Cette solution n’a pas plu aux organisations de consommateurs, qui estiment qu’il est compliqué pour quiconque, même les plus experts en informatique, de comparer des bouteilles de vin au supermarché à l’aide de codes QR. Mais le compromis a été adopté et les producteurs ont eu quatre ans pour se conformer aux nouvelles obligations. Un point du règlement restait flou : comment faire comprendre aux clients que ce code mène à des informations sur les ingrédients ? Les producteurs italiens et européens ont pensé qu’il suffirait d’utiliser le symbole enregistré ISO 2760, c’est-à-dire ce signe circulaire noir et blanc avec la lettre « i » à l’intérieur, qui indique « information ». On ne sait pas si quelqu’un au Ceev, le grand lobby européen du secteur, a demandé l’avis de la Commission sur cette solution. Bien entendu, la plupart des constructeurs ont choisi cette voie. Mais le 24 novembre, soit deux semaines après l’entrée en vigueur du règlement, la douche froide est arrivée : Bruxelles a publié un document dans lequel elle explique que le « i » n’est pas une indication claire pour les consommateurs, et que sur l’étiquette papier au moins le mot « ingrédients » doit être écrit.
Ciel ouvert : Ceev passe à l’attaque et tire la sonnette d’alarme sur des millions de bouteilles en danger. L’Union italienne du vin parle de 50 millions d’étiquettes rien que dans notre pays qui risquent d’être jetées dans les décharges (ou recyclées). Les producteurs demandent (et obtiennent) l’intervention des politiques les plus sensibles à leurs demandes. Nous arrivons ainsi au décret de Lollobrigida. Il est dommage qu’au même moment la Commission, comme l’avait déjà déclaré l’un de ses porte-parole le 30 novembre dernier, ait publié une note assez claire : « Les nouvelles règles s’appliqueront à tous les vins et produits vitivinicoles issus de la récolte 2024 tandis que tous les vins produits avant le 8 décembre 2023, ils seront toutefois exemptés des nouvelles règles jusqu’à épuisement des stocks », écrit Bruxelles. En d’autres termes, les bouteilles actuellement en stock, prêtes à être vendues dans les supermarchés et à arriver dans les foyers italiens, peuvent rester avec les étiquettes déjà imprimées. L’obligation d’inscrire le mot magique « ingrédients » ne se déclenchera qu’avec les vins de la prochaine récolte.

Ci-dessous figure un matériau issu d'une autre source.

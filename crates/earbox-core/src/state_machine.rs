//! Orchestration state machine
//!
//! One invocation starts at `NoTarget`, moves to `Launching` or `Resolving`,
//! then to `Ready` or a failure, and from `Ready` to one action outcome.
//! Every state after that is terminal.

use crate::error::StateMachineError;
use crate::types::InstanceState;

/// Validates an orchestration state transition.
pub fn validate_transition(from: InstanceState, to: InstanceState) -> Result<(), StateMachineError> {
    if allowed(from, to) {
        Ok(())
    } else {
        Err(StateMachineError::IllegalTransition { from, to })
    }
}

/// States reachable from `from` in one step
#[must_use]
pub fn allowed_transitions(from: InstanceState) -> Vec<InstanceState> {
    use InstanceState::*;
    match from {
        NoTarget => vec![Launching, Resolving],
        Launching => vec![Ready, LaunchFailed],
        Resolving => vec![Ready, NotFound],
        Ready => vec![JobDispatched, BootstrapReplayed, DispatchFailed],
        NotFound => vec![],
        LaunchFailed => vec![],
        JobDispatched => vec![],
        BootstrapReplayed => vec![],
        DispatchFailed => vec![],
    }
}

/// Whether no transition leaves `state`
#[must_use]
pub fn is_terminal(state: InstanceState) -> bool {
    allowed_transitions(state).is_empty()
}

fn allowed(from: InstanceState, to: InstanceState) -> bool {
    allowed_transitions(from).into_iter().any(|s| s == to)
}

/// Current state of one invocation plus every state it passed through
#[derive(Debug, Clone, PartialEq, Eq)]
pub struct Lifecycle {
    trace: Vec<InstanceState>,
}

impl Default for Lifecycle {
    fn default() -> Self {
        Self::new()
    }
}

impl Lifecycle {
    /// Start at `NoTarget`
    #[must_use]
    pub fn new() -> Self {
        Self {
            trace: vec![InstanceState::NoTarget],
        }
    }

    /// Latest state
    #[must_use]
    pub fn current(&self) -> InstanceState {
        self.trace
            .last()
            .copied()
            .unwrap_or(InstanceState::NoTarget)
    }

    /// Move to `to`, rejecting transitions outside the table
    pub fn advance(&mut self, to: InstanceState) -> Result<(), StateMachineError> {
        validate_transition(self.current(), to)?;
        self.trace.push(to);
        Ok(())
    }

    /// Every state so far, oldest first
    #[must_use]
    pub fn trace(&self) -> &[InstanceState] {
        &self.trace
    }

    /// Consume into the state trace
    #[must_use]
    pub fn into_trace(self) -> Vec<InstanceState> {
        self.trace
    }
}
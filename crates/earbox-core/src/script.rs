//! Bootstrap script and job command generation
//!
//! The bootstrap script installs the container runtime, optionally logs in to
//! the image registry, pulls the job image and runs it once. The same
//! `docker run` invocation is used for one-shot dispatch to a running
//! instance. Parameters go in twice, as `-e` variables and as `--` flags;
//! `earbox run-job` accepts either. Every value is shell-quoted.

use crate::config::JobParameters;
use std::borrow::Cow;

const SHEBANG: &str = "#!/bin/bash";
const REPLAY_SCRIPT_PATH: &str = "/tmp/rerun_userdata.sh";
const LINE_CONTINUATION: &str = " \\\n    ";

fn environment_pairs(params: &JobParameters) -> [(&'static str, &str); 7] {
    [
        ("AWS_REGION", params.region.as_str()),
        ("INPUT_BUCKET", params.input_bucket.as_str()),
        ("OUTPUT_BUCKET", params.output_bucket.as_str()),
        ("INPUT_PREFIX", params.input_prefix.as_str()),
        ("OUTPUT_KEY", params.output_key.as_str()),
        ("LOG_GROUP", params.log_group.as_str()),
        ("LOG_STREAM", params.log_stream.as_str()),
    ]
}

fn flag_pairs(params: &JobParameters) -> [(&'static str, &str); 6] {
    [
        ("--input-bucket", params.input_bucket.as_str()),
        ("--output-bucket", params.output_bucket.as_str()),
        ("--input-prefix", params.input_prefix.as_str()),
        ("--output-key", params.output_key.as_str()),
        ("--log-group", params.log_group.as_str()),
        ("--log-stream", params.log_stream.as_str()),
    ]
}

/// Quote `value` as one shell word; NUL bytes cannot be passed and are dropped
fn quote(value: &str) -> Cow<'_, str> {
    let value = if value.contains('\0') {
        Cow::Owned(value.replace('\0', ""))
    } else {
        Cow::Borrowed(value)
    };
    match shlex::try_quote(&value).map(Cow::into_owned) {
        Ok(quoted) => Cow::Owned(quoted),
        Err(_) => value,
    }
}

/// Registry host of an image reference, if it names one
fn registry_host(image: &str) -> Option<&str> {
    let (host, _) = image.split_once('/')?;
    (host.contains('.') || host.contains(':')).then_some(host)
}

/// The `docker run` command that executes one batch job
#[must_use]
pub fn job_command(params: &JobParameters) -> String {
    let mut parts = vec!["docker run --rm".to_string()];
    parts.extend(
        environment_pairs(params)
            .iter()
            .map(|(name, value)| format!("-e {name}={}", quote(value))),
    );
    parts.push(quote(&params.container_image).into_owned());
    parts.extend(
        flag_pairs(params)
            .iter()
            .map(|(flag, value)| format!("{flag} {}", quote(value))),
    );
    parts.join(LINE_CONTINUATION)
}

/// Startup script attached to a newly created instance
#[must_use]
pub fn startup_script(params: &JobParameters) -> String {
    let mut lines = vec![
        SHEBANG.to_string(),
        "set -euo pipefail".to_string(),
        "exec > >(tee -a /var/log/earbox-bootstrap.log) 2>&1".to_string(),
        String::new(),
        "echo \"=== earbox bootstrap started at $(date) ===\"".to_string(),
        "if ! command -v docker >/dev/null 2>&1; then".to_string(),
        "  if command -v dnf >/dev/null 2>&1; then dnf install -y docker; else yum install -y docker; fi"
            .to_string(),
        "fi".to_string(),
        "systemctl enable --now docker".to_string(),
        String::new(),
    ];

    if params.registry_auth {
        if let Some(host) = registry_host(&params.container_image) {
            lines.push(format!(
                "aws ecr get-login-password --region {} | docker login --username AWS --password-stdin {}",
                quote(&params.region),
                quote(host)
            ));
        }
    }

    lines.push(format!("docker pull {}", quote(&params.container_image)));
    lines.push(job_command(params));
    lines.push(String::new());
    lines.push("echo \"=== earbox bootstrap finished at $(date) ===\"".to_string());

    let mut script = lines.join("\n");
    script.push('\n');
    script
}

/// Remove a leading `#!` line
#[must_use]
pub fn strip_shebang(script: &str) -> &str {
    if script.starts_with("#!") {
        script.split_once('\n').map_or("", |(_, rest)| rest)
    } else {
        script
    }
}

/// Command lines that re-run the startup script on a running instance
///
/// The script is written to a temporary file through a quoted heredoc, run,
/// then removed. The heredoc delimiter never matches a line of the script.
#[must_use]
pub fn replay_commands(params: &JobParameters) -> Vec<String> {
    let script = startup_script(params);
    let body = strip_shebang(&script).trim_end_matches('\n');
    let mut delimiter = String::from("EOF");
    while body.lines().any(|line| line == delimiter) {
        delimiter.push('_');
    }
    vec![
        SHEBANG.to_string(),
        "set -e".to_string(),
        "echo \"=== Re-running user data script ===\"".to_string(),
        "echo \"Timestamp: $(date)\"".to_string(),
        String::new(),
        format!("cat > {REPLAY_SCRIPT_PATH} << '{delimiter}'"),
        body.to_string(),
        delimiter,
        String::new(),
        format!("chmod +x {REPLAY_SCRIPT_PATH}"),
        "echo \"=== Executing user data script ===\"".to_string(),
        REPLAY_SCRIPT_PATH.to_string(),
        String::new(),
        format!("rm -f {REPLAY_SCRIPT_PATH}"),
        "echo \"=== User data script completed ===\"".to_string(),
    ]
}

Le décret du ministre, selon ce qu’écrit la Commission, semble donc inutile. Et c’est peut-être pour mieux : la réglementation européenne s’applique sur le territoire national puisqu’elle est approuvée par les 27 États membres (dont l’Italie). Mais au-delà de cet aspect, reste le mystère du cancan médiatique généré par ce qui apparaît comme un gigantesque malentendu.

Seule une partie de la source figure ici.